◆ **Work required**: Output each line of the data word for word, from the first through the line that holds "pub fn new(config: BackendConfig)", and leave off whatever follows.

(Items from a dataset)
▬▬▬
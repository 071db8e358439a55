//! Realtime WebSocket AI backend.
//!
//! Speaks the JSON event protocol of realtime speech-to-speech APIs:
//! `session.update` on connect, `input_audio_buffer.append` for caller
//! audio, `response.cancel` on barge-in, and `response.*` /
//! `input_audio_buffer.speech_*` events on the way back.

use crate::actions::SideAction;
use crate::backend::{
    BackendCommand, BackendConnector, BackendEvent, BackendHandle, BackendPeer,
    BackendSessionConfig, DEFAULT_BACKEND_QUEUE_CAPACITY,
};
use crate::codec::BackendAudio;
use crate::config::BackendConfig;
use crate::error::VoiceError;
use crate::BoxFuture;
use base64::engine::general_purpose::STANDARD as B64;
use base64::Engine as _;
use futures_util::{SinkExt, StreamExt};
use serde_json::{json, Value};
use std::time::Duration;
use tokio::net::TcpStream;
use tokio_tungstenite::tungstenite::client::IntoClientRequest;
use tokio_tungstenite::tungstenite::http::HeaderValue;
use tokio_tungstenite::tungstenite::Message;
use tokio_tungstenite::{MaybeTlsStream, WebSocketStream};

type BackendSocket = WebSocketStream<MaybeTlsStream<TcpStream>>;

/// Function name the backend calls to hang up.
const END_CALL_TOOL: &str = "end_call";

/// Opens one realtime WebSocket per call.
#[derive(Debug, Clone)]
pub struct RealtimeConnector {
    config: BackendConfig,
}

impl RealtimeConnector {
    /// # Errors
    ///
    /// Returns `VoiceError::Config` for an empty URL or a sample rate the
    /// codec cannot convert to.
    pub fn new(config: BackendConfig) -> Result<Self, VoiceError> {
        if config.url.trim().is_empty() {
            return Err(VoiceError::Config("backend url is empty".to_string()));
        }
        BackendAudio::new(config.sample_rate)
            .map_err(|e| VoiceError::Config(e.to_string()))?;
        Ok(Self { config })
    }

    fn endpoint(&self) -> String {
        let sep = if self.config.url.contains('?') { '&' } else { '?' };
        format!("{}{}model={}", self.config.url, sep, self.config.model)
    }

    async fn open(&self, session: BackendSessionConfig) -> Result<BackendHandle, VoiceError> {
        let mut request = self
            .endpoint()
            .into_client_request()
            .map_err(|e| VoiceError::Config(format!("backend url: {}", e)))?;
        if !self.config.api_key.is_empty() {
            let auth = HeaderValue::from_str(&format!("Bearer {}", self.config.api_key))
                .map_err(|e| VoiceError::Config(format!("api key: {}", e)))?;
            request.headers_mut().insert("Authorization", auth);
        }
        request
            .headers_mut()
            .insert("OpenAI-Beta", HeaderValue::from_static("realtime=v1"));

        let timeout = Duration::from_millis(self.config.connect_timeout_ms);
        let (mut ws, _response) =
            tokio::time::timeout(timeout, tokio_tungstenite::connect_async(request))
                .await
                .map_err(|_| VoiceError::Connect(format!("handshake timed out after {:?}", timeout)))?
                .map_err(|e| VoiceError::Connect(e.to_string()))?;

        for message in opening_messages(&session) {
            ws.send(Message::Text(message.to_string().into()))
                .await
                .map_err(|e| VoiceError::Connect(e.to_string()))?;
        }

        tracing::info!(
            tenant_id = %session.tenant_id,
            call_id = %session.call_id,
            model = %self.config.model,
            "realtime backend session opened"
        );

        let (handle, peer) = BackendHandle::pair(DEFAULT_BACKEND_QUEUE_CAPACITY);
        let task = tokio::spawn(run_transport(ws, peer, session.call_id));
        Ok(handle.with_task(task))
    }
}

impl BackendConnector for RealtimeConnector {
    fn connect(
        &self,
        config: BackendSessionConfig,
    ) -> BoxFuture<'_, Result<BackendHandle, VoiceError>> {
        Box::pin(self.open(config))
    }
}

/// Pumps commands out and events in until either side closes.
///
/// At most one parsed event waits for room in the event queue. While it
/// waits, the socket is not read but commands keep flowing.
async fn run_transport(mut ws: BackendSocket, mut peer: BackendPeer, call_id: String) {
    let mut pending: Option<BackendEvent> = None;
    loop {
        tokio::select! {
            command = peer.commands.recv() => {
                let Some(command) = command else {
                    let _ = ws.close(None).await;
                    break;
                };
                if command == BackendCommand::Close {
                    let _ = ws.close(None).await;
                    break;
                }
                for message in command_messages(&command) {
                    if let Err(e) = ws.send(Message::Text(message.to_string().into())).await {
                        tracing::warn!(call_id = %call_id, "realtime backend send failed: {}", e);
                        return;
                    }
                }
            }
            permit = peer.events.reserve(), if pending.is_some() => {
                let Ok(permit) = permit else {
                    break;
                };
                if let Some(event) = pending.take() {
                    permit.send(event);
                }
            }
            incoming = ws.next(), if pending.is_none() => {
                match incoming {
                    Some(Ok(Message::Text(text))) => {
                        pending = parse_server_event(text.as_str());
                    }
                    Some(Ok(Message::Close(frame))) => {
                        tracing::info!(call_id = %call_id, ?frame, "realtime backend closed the connection");
                        break;
                    }
                    Some(Ok(_)) => {}
                    Some(Err(e)) => {
                        tracing::warn!(call_id = %call_id, "realtime backend read failed: {}", e);
                        break;
                    }
                    None => break,
                }
            }
        }
    }
}

fn tool(name: &str, description: &str, properties: Value) -> Value {
    json!({
        "type": "function",
        "name": name,
        "description": description,
        "parameters": {"type": "object", "properties": properties},
    })
}

/// Messages sent right after the handshake, before any caller audio.
pub(crate) fn opening_messages(session: &BackendSessionConfig) -> Vec<Value> {
    let mut messages = vec![json!({
        "type": "session.update",
        "session": {
            "instructions": session.instructions,
            "voice": session.voice,
            "input_audio_format": "pcm16",
            "output_audio_format": "pcm16",
            "turn_detection": {"type": "server_vad"},
            "tools": [
                tool("save_note", "Save a note for the business to follow up on.",
                    json!({"note": {"type": "string"}})),
                tool("create_lead", "Record a caller who wants to be contacted.",
                    json!({"name": {"type": "string"}, "phone": {"type": "string"}, "reason": {"type": "string"}})),
                tool(END_CALL_TOOL, "Hang up once the conversation is finished.", json!({})),
            ],
        },
    })];

    if let Some(greeting) = &session.greeting {
        messages.push(json!({
            "type": "response.create",
            "response": {"instructions": format!("Greet the caller by saying: {}", greeting)},
        }));
    }
    messages
}

/// Protocol messages for one session command.
pub(crate) fn command_messages(command: &BackendCommand) -> Vec<Value> {
    match command {
        BackendCommand::AppendAudio(pcm) => vec![json!({
            "type": "input_audio_buffer.append",
            "audio": B64.encode(pcm),
        })],
        BackendCommand::CancelResponse => vec![json!({"type": "response.cancel"})],
        BackendCommand::ActionResult { call_id, output } => vec![
            json!({
                "type": "conversation.item.create",
                "item": {
                    "type": "function_call_output",
                    "call_id": call_id,
                    "output": output.to_string(),
                },
            }),
            json!({"type": "response.create"}),
        ],
        BackendCommand::Close => Vec::new(),
    }
}

/// Maps one server event to a [`BackendEvent`]; uninteresting events are `None`.
pub(crate) fn parse_server_event(text: &str) -> Option<BackendEvent> {
    let value: Value = match serde_json::from_str(text) {
        Ok(v) => v,
        Err(e) => {
            return Some(BackendEvent::Error {
                message: format!("unparseable backend event: {}", e),
                fatal: false,
            })
        }
    };
    let kind = value.get("type").and_then(Value::as_str).unwrap_or("");

    match kind {
        "response.audio.delta" | "response.output_audio.delta" => {
            let delta = value.get("delta").and_then(Value::as_str)?;
            match B64.decode(delta) {
                Ok(pcm) => Some(BackendEvent::AudioDelta(pcm)),
                Err(e) => Some(BackendEvent::Error {
                    message: format!("audio delta is not base64: {}", e),
                    fatal: false,
                }),
            }
        }
        "response.created" => Some(BackendEvent::ResponseStarted),
        "response.done" => Some(BackendEvent::ResponseDone),
        "input_audio_buffer.speech_started" => Some(BackendEvent::SpeechStarted),
        "input_audio_buffer.speech_stopped" => Some(BackendEvent::SpeechStopped),
        "response.function_call_arguments.done" => {
            let name = value.get("name").and_then(Value::as_str).unwrap_or_default();
            if name == END_CALL_TOOL {
                return Some(BackendEvent::Hangup);
            }
            let call_id = value
                .get("call_id")
                .and_then(Value::as_str)
                .unwrap_or_default()
                .to_string();
            // Arguments arrive as a JSON-encoded string.
            let arguments = match value.get("arguments") {
                Some(Value::String(raw)) => {
                    serde_json::from_str(raw).unwrap_or_else(|_| Value::String(raw.clone()))
                }
                Some(other) => other.clone(),
                None => json!({}),
            };
            Some(BackendEvent::Action(SideAction {
                call_id,
                name: name.to_string(),
                arguments,
            }))
        }
        "error" => {
            let error = value.get("error").unwrap_or(&Value::Null);
            let message = error
                .get("message")
                .and_then(Value::as_str)
                .unwrap_or("backend error")
                .to_string();
            let fatal = error.get("type").and_then(Value::as_str) == Some("server_error")
                || error.get("code").and_then(Value::as_str) == Some("session_expired");
            Some(BackendEvent::Error { message, fatal })
        }
        _ => None,
    }
}
use serde::{Deserialize, Serialize};
use std::fmt;

fn default_url() -> String {
    "wss://api.openai.com/v1/realtime".to_string()
}

fn default_model() -> String {
    "gpt-4o-realtime-preview".to_string()
}

fn default_sample_rate() -> u32 {
    24_000
}

fn default_connect_timeout_ms() -> u64 {
    5_000
}

/// Connection settings for the realtime AI voice backend.
#[derive(Clone, Serialize, Deserialize)]
pub struct BackendConfig {
    /// Realtime WebSocket endpoint. The model is appended as a query parameter.
    #[serde(default = "default_url")]
    pub url: String,
    #[serde(default, skip_serializing)]
    pub api_key: String,
    #[serde(default = "default_model")]
    pub model: String,
    /// PCM16 sample rate the backend expects: 8000, 16000 or 24000.
    #[serde(default = "default_sample_rate")]
    pub sample_rate: u32,
    /// Upper bound on the WebSocket handshake, in milliseconds.
    #[serde(default = "default_connect_timeout_ms")]
    pub connect_timeout_ms: u64,
}

impl Default for BackendConfig {
    fn default() -> Self {
        Self {
            url: default_url(),
            api_key: String::new(),
            model: default_model(),
            sample_rate: default_sample_rate(),
            connect_timeout_ms: default_connect_timeout_ms(),
        }
    }
}

impl fmt::Debug for BackendConfig {
    fn fmt(&self, f: &mut fmt::Formatter<'_>) -> fmt::Result {
        f.debug_struct("BackendConfig")
            .field("url", &self.url)
            .field("api_key", &"[REDACTED]")
            .field("model", &self.model)
            .field("sample_rate", &self.sample_rate)
            .field("connect_timeout_ms", &self.connect_timeout_ms)
            .finish()
    }
}
//! Read-only inspection of live call sessions.

use crate::AppState;
use axum::{Extension, Json};
use serde_json::{json, Value};
use std::sync::Arc;

/// Lists live sessions with their state, oldest first.
pub async fn list_sessions_handler(Extension(state): Extension<Arc<AppState>>) -> Json<Value> {
    let sessions = state.registry.snapshot();
    Json(json!({
        "count": sessions.len(),
        "sessions": sessions,
    }))
}
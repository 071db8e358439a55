//! Per-call tenant configuration.

use serde::{Deserialize, Serialize};

/// Configuration of the workspace that owns a dialled number.
///
/// Resolved once when a call starts and immutable for the rest of the call.
/// `context_ref` points at business data owned by an external service; the
/// bridge never dereferences it, it only hands it to the prompt builder.
#[derive(Debug, Clone, PartialEq, Eq, Serialize, Deserialize)]
pub struct TenantConfig {
    /// Stable workspace identifier.
    pub tenant_id: String,
    /// Name the assistant introduces itself with.
    pub assistant_name: String,
    /// Backend voice identifier.
    pub voice: String,
    /// Opening line spoken when the call connects.
    pub greeting: Option<String>,
    /// Reference to business-context data held by the business-data service.
    pub context_ref: Option<String>,
}
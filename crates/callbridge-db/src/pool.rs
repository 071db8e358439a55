//! Tenant store connection pool.
//!
//! Calls resolve their tenant while the provider waits on the `start`
//! envelope, so a checkout is bounded by `acquire_timeout_ms` instead of
//! r2d2's 30 second default.

use r2d2::Pool;
use r2d2_sqlite::SqliteConnectionManager;
use rusqlite::{Connection, OpenFlags};
use std::time::Duration;
use thiserror::Error;

/// Runtime tunables for the pool and its SQLite connections.
#[derive(Debug, Clone, Copy, PartialEq, Eq)]
pub struct DbRuntimeSettings {
    /// SQLite busy timeout, in milliseconds.
    pub busy_timeout_ms: u64,

    pub pool_max_size: u32,

    /// Longest a caller waits for a free pooled connection, in milliseconds.
    pub acquire_timeout_ms: u64,
}

impl Default for DbRuntimeSettings {
    fn default() -> Self {
        Self {
            busy_timeout_ms: 5_000,
            pool_max_size: 8,
            acquire_timeout_ms: 1_000,
        }
    }
}

pub type DbPool = Pool<SqliteConnectionManager>;

#[derive(Debug, Error)]
pub enum PoolError {
    #[error("failed to create database connection pool: {0}")]
    PoolInit(#[from] r2d2::Error),
}

/// Opens the pool. Every connection runs in WAL mode with foreign keys on,
/// so many call workers can read routing data while provisioning writes.
///
/// Pooled connections to `:memory:` do not share a database; use a file
/// path whenever more than one connection must see the same rows.
///
/// # Errors
///
/// Returns `PoolError::PoolInit` if the first connection cannot be opened
/// and configured.
pub fn create_pool(db_path: &str, settings: DbRuntimeSettings) -> Result<DbPool, PoolError> {
    let manager = SqliteConnectionManager::file(db_path)
        .with_flags(
            OpenFlags::SQLITE_OPEN_READ_WRITE
                | OpenFlags::SQLITE_OPEN_CREATE
                | OpenFlags::SQLITE_OPEN_FULL_MUTEX,
        )
        .with_init(move |conn| configure_connection(conn, settings.busy_timeout_ms));

    let pool = Pool::builder()
        .max_size(settings.pool_max_size)
        .connection_timeout(Duration::from_millis(settings.acquire_timeout_ms))
        .build(manager)?;

    tracing::debug!(
        path = db_path,
        pool_max_size = settings.pool_max_size,
        acquire_timeout_ms = settings.acquire_timeout_ms,
        "tenant store pool ready"
    );
    Ok(pool)
}

fn configure_connection(conn: &mut Connection, busy_timeout_ms: u64) -> rusqlite::Result<()> {
    let mode: String = conn.query_row("PRAGMA journal_mode = WAL;", [], |row| row.get(0))?;
    // `:memory:` databases cannot switch and report "memory".
    if !matches!(mode.as_str(), "wal" | "memory") {
        return Err(rusqlite::Error::SqliteFailure(
            rusqlite::ffi::Error::new(rusqlite::ffi::SQLITE_ERROR),
            Some(format!("journal_mode stayed {mode}, expected wal")),
        ));
    }
    conn.pragma_update(None, "foreign_keys", true)?;
    conn.busy_timeout(Duration::from_millis(busy_timeout_ms))
}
▬▬▬
◆ **Output of the task**:
repository 071db8e358439a55
//! Realtime WebSocket AI backend.
//!
//! Speaks the JSON event protocol of realtime speech-to-speech APIs:
//! `session.update` on connect, `input_audio_buffer.append` for caller
//! audio, `response.cancel` on barge-in, and `response.*` /
//! `input_audio_buffer.speech_*` events on the way back.

use crate::actions::SideAction;
use crate::backend::{
    BackendCommand, BackendConnector, BackendEvent, BackendHandle, BackendPeer,
    BackendSessionConfig, DEFAULT_BACKEND_QUEUE_CAPACITY,
};
use crate::codec::BackendAudio;
use crate::config::BackendConfig;
use crate::error::VoiceError;
use crate::BoxFuture;
use base64::engine::general_purpose::STANDARD as B64;
use base64::Engine as _;
use futures_util::{SinkExt, StreamExt};
use serde_json::{json, Value};
use std::time::Duration;
use tokio::net::TcpStream;
use tokio_tungstenite::tungstenite::client::IntoClientRequest;
use tokio_tungstenite::tungstenite::http::HeaderValue;
use tokio_tungstenite::tungstenite::Message;
use tokio_tungstenite::{MaybeTlsStream, WebSocketStream};

type BackendSocket = WebSocketStream<MaybeTlsStream<TcpStream>>;

/// Function name the backend calls to hang up.
const END_CALL_TOOL: &str = "end_call";

/// Opens one realtime WebSocket per call.
#[derive(Debug, Clone)]
pub struct RealtimeConnector {
    config: BackendConfig,
}

impl RealtimeConnector {
    /// # Errors
    ///
    /// Returns `VoiceError::Config` for an empty URL or a sample rate the
    /// codec cannot convert to.
    pub fn new(config: BackendConfig) -> Result<Self, VoiceError> {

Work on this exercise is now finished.